We are viewing network reports that show numerous IP addresses that are pulling large bandwidth from our SEPM servers, and are trying to find a trend.
I am creating a custom report that takes an IP address, and queries the SQL database for various information about the SEP client.
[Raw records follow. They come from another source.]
//! Worker mode: workers listen while the controller drives the pipeline.
//!
//! Inside worker mode only the controller runs user code. Every call it makes
//! through [`Pipeline::make_call`] is broadcast on the control channel first,
//! so every rank executes the same command and meets the same collectives.
//!
//! Epistemic foundation:
//! - K_i: Control messages arrive in issue order on their own channel
//! - K_i: Worker mode nests; the frame stack records whether this rank listens
//!   or mirrors a call
//! - B_i: A command may fail on a worker → logged, the worker keeps listening
//! - B_i: The controller's body may fail → workers are told to abort

use super::comm::Channel;
use super::registry::{Command, CommandRegistry};
use crate::models::{HistMatchError, Result};
use crate::pipeline::Pipeline;
use serde::{Deserialize, Serialize};
use serde_json::Value;
use tracing::{debug, info, warn};

/// What this rank is doing at one level of worker-mode nesting.
#[derive(Debug, Clone)]
pub enum Frame {
    /// In worker mode: the controller runs the body, workers listen.
    /// Holds the registry snapshot taken at entry.
    Listening { registry: CommandRegistry },
    /// Every rank is executing the same call
    Mirrored,
}

/// Control message from the controller to listening workers.
#[derive(Debug, Clone, PartialEq, Serialize, Deserialize)]
#[serde(tag = "type", rename_all = "snake_case")]
pub enum WorkerMessage {
    Call {
        op: String,
        args: Value,
        /// The controller does not execute this call
        workers_only: bool,
    },
    Exit,
    Abort {
        reason: String,
    },
}

impl Pipeline {
    /// Run `body` on the controller while workers serve its calls.
    ///
    /// Collective. The controller gets `Some(body result)`. Workers get
    /// `None` once the controller leaves, or `WorkerModeAborted` when its
    /// body failed.
    pub fn worker_mode<T, F>(&mut self, body: F) -> Result<Option<T>>
    where
        F: FnOnce(&mut Pipeline) -> Result<T>,
    {
        if self.is_listening() {
            return body(self).map(Some);
        }

        self.frames.push(Frame::Listening {
            registry: self.registry.clone(),
        });
        let result = if self.is_controller() {
            debug!("Entering worker mode");
            let result = body(self);
            let message = match &result {
                Ok(_) => WorkerMessage::Exit,
                Err(e) => WorkerMessage::Abort { reason: e.to_string() },
            };
            match (self.send_control(&message), result) {
                (_, Err(e)) => Err(e),
                (Err(e), Ok(_)) => Err(e),
                (Ok(()), Ok(v)) => Ok(Some(v)),
            }
        } else {
            self.listen().map(|()| None)
        };
        self.frames.pop();
        result
    }

    /// Execute `op` on every rank. The controller returns its own result.
    ///
    /// Outside worker mode the call only runs locally, so every rank must
    /// reach it.
    pub fn make_call(&mut self, op: &str, args: Value) -> Result<Value> {
        let command = self.active_registry().get(op)?;
        if !(self.is_controller() && self.is_listening()) {
            return command(self, &args);
        }
        self.send_control(&WorkerMessage::Call {
            op: op.to_string(),
            args: args.clone(),
            workers_only: false,
        })?;
        self.run_mirrored(&command, &args)
    }

    /// Execute `op` on the workers only. The controller returns `Null`.
    pub fn make_call_workers(&mut self, op: &str, args: Value) -> Result<Value> {
        let command = self.active_registry().get(op)?;
        if !self.is_controller() {
            return command(self, &args);
        }
        if self.is_listening() {
            self.send_control(&WorkerMessage::Call {
                op: op.to_string(),
                args,
                workers_only: true,
            })?;
        }
        Ok(Value::Null)
    }

    /// Add a command; worker mode entered later will serve it.
    pub fn register_command<F>(&mut self, op: &str, command: F)
    where
        F: Fn(&mut Pipeline, &Value) -> Result<Value> + Send + Sync + 'static,
    {
        self.registry.register(op, command);
    }

    pub fn in_worker_mode(&self) -> bool {
        self.frames.iter().any(|f| matches!(f, Frame::Listening { .. }))
    }

    fn is_listening(&self) -> bool {
        matches!(self.frames.last(), Some(Frame::Listening { .. }))
    }

    /// Registry of the innermost worker mode, else the live one.
    fn active_registry(&self) -> CommandRegistry {
        self.frames
            .iter()
            .rev()
            .find_map(|f| match f {
                Frame::Listening { registry } => Some(registry.clone()),
                Frame::Mirrored => None,
            })
            .unwrap_or_else(|| self.registry.clone())
    }

    fn run_mirrored(&mut self, command: &Command, args: &Value) -> Result<Value> {
        self.frames.push(Frame::Mirrored);
        let result = command(self, args);
        self.frames.pop();
        result
    }

    fn send_control(&self, message: &WorkerMessage) -> Result<()> {
        let value = serde_json::to_value(message)?;
        self.comm.bcast(Channel::Control, value)?;
        Ok(())
    }

    fn listen(&mut self) -> Result<()> {
        info!(rank = self.rank(), "Worker listening");
        loop {
            let value = self.comm.bcast(Channel::Control, Value::Null)?;
            match serde_json::from_value::<WorkerMessage>(value)? {
                WorkerMessage::Call { op, args, .. } => {
                    let result = self
                        .active_registry()
                        .get(&op)
                        .and_then(|command| self.run_mirrored(&command, &args));
                    if let Err(e) = result {
                        warn!(rank = self.rank(), op = %op, error = %e, "Worker call failed");
                    }
                }
                WorkerMessage::Exit => {
                    debug!(rank = self.rank(), "Worker mode exited");
                    return Ok(());
                }
                WorkerMessage::Abort { reason } => {
                    warn!(rank = self.rank(), reason = %reason, "Worker mode aborted");
                    return Err(HistMatchError::WorkerModeAborted(reason));
                }
            }
        }
    }
}

#[cfg(test)]
mod tests {
    use super::*;
    use serde_json::json;

    #[test]
    fn test_worker_message_wire_format() {
        let call = WorkerMessage::Call {
            op: "emul_i".to_string(),
            args: json!({}),
            workers_only: false,
        };
        let value = serde_json::to_value(&call).unwrap();
        assert_eq!(value["type"], json!("call"));
        assert_eq!(serde_json::from_value::<WorkerMessage>(value).unwrap(), call);
        assert_eq!(serde_json::to_value(WorkerMessage::Exit).unwrap(), json!({"type": "exit"}));
    }
}
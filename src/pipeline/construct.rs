//! Iteration construction: sampling, model evaluation and fitting stages.
//!
//! Epistemic foundation:
//! - K_i: Every input is validated before the model is evaluated
//! - K_i: A stage leaves the checklist only after its result is committed
//! - B_i: The model may fail at any stage → the checklist resumes there next time
//! - I^B: Refinement may not find enough plausible samples → warning or Request error

use super::{Pipeline, RngStream};
use crate::checkpoint::{Iteration, Stage};
use crate::emulator::{
    mock_par, generate_mock_data, select_active, ActiveOptions, EmulationMethod, EmulatorSystem, GaussianOptions,
    ImplCut, Normalizer,
};
use crate::models::{
    ConfigError, DataIdx, DataPoint, ExternalRealizationSet, HistMatchError, ModelOutputSet, ParSet, Result,
};
use crate::worker::{distribute, share};
use tracing::{debug, info};

/// Everything construction of one iteration needs that is decided up front.
pub(crate) struct StageContext {
    pub emul_i: usize,
    pub method: EmulationMethod,
    /// Cut-off to analyze with, `None` when analysis is not requested
    pub impl_cut: Option<ImplCut>,
    /// Validated external realization set
    pub ext: Option<(Vec<ParSet>, ModelOutputSet)>,
}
Here is the SQL query so far:
SELECT dbo.sem_computer.COMPUTER_NAME,[IP_ADDR1_TEXT],(dbo.SEM_AGENT.FREE_DISK/1073741824)as 'Free Disk Space (GB)',
(dbo.SEM_COMPUTER.DISK_TOTAL/1073741824) as 'Total Disk Space (GB)',
(dbo.SEM_AGENT.FREE_MEM/1073741824) as 'Free Memory (GB)', (dbo.SEM_COMPUTER.MEMORY/1073741824) as 'Total Memory (GB)',
dbo.SEM_COMPUTER.OPERATION_SYSTEM,NAME, SEM_AGENT.MAJOR_VERSION
FROM dbo.sem_computer, [dbo].[V_SEM_COMPUTER], dbo.IDENTITY_MAP, dbo.SEM_CLIENT, dbo.SEM_AGENT
WHERE [dbo].[V_SEM_COMPUTER].COMPUTER_ID = SEM_COMPUTER.COMPUTER_ID
AND dbo.SEM_CLIENT.GROUP_ID = IDENTITY_MAP.ID
AND dbo.SEM_CLIENT.COMPUTER_ID = dbo.SEM_COMPUTER.COMPUTER_ID
AND dbo.SEM_COMPUTER.COMPUTER_ID = dbo.SEM_AGENT.COMPUTER_ID
AND [IP_ADDR1_TEXT] = 'TYPE IN THE IP ADDRESS'
What tables and colums have the date of Antivirus, Proative Threat Protection, Network Threat protection definitions, and the last time the SEP client successfully communicated with the SEPM server?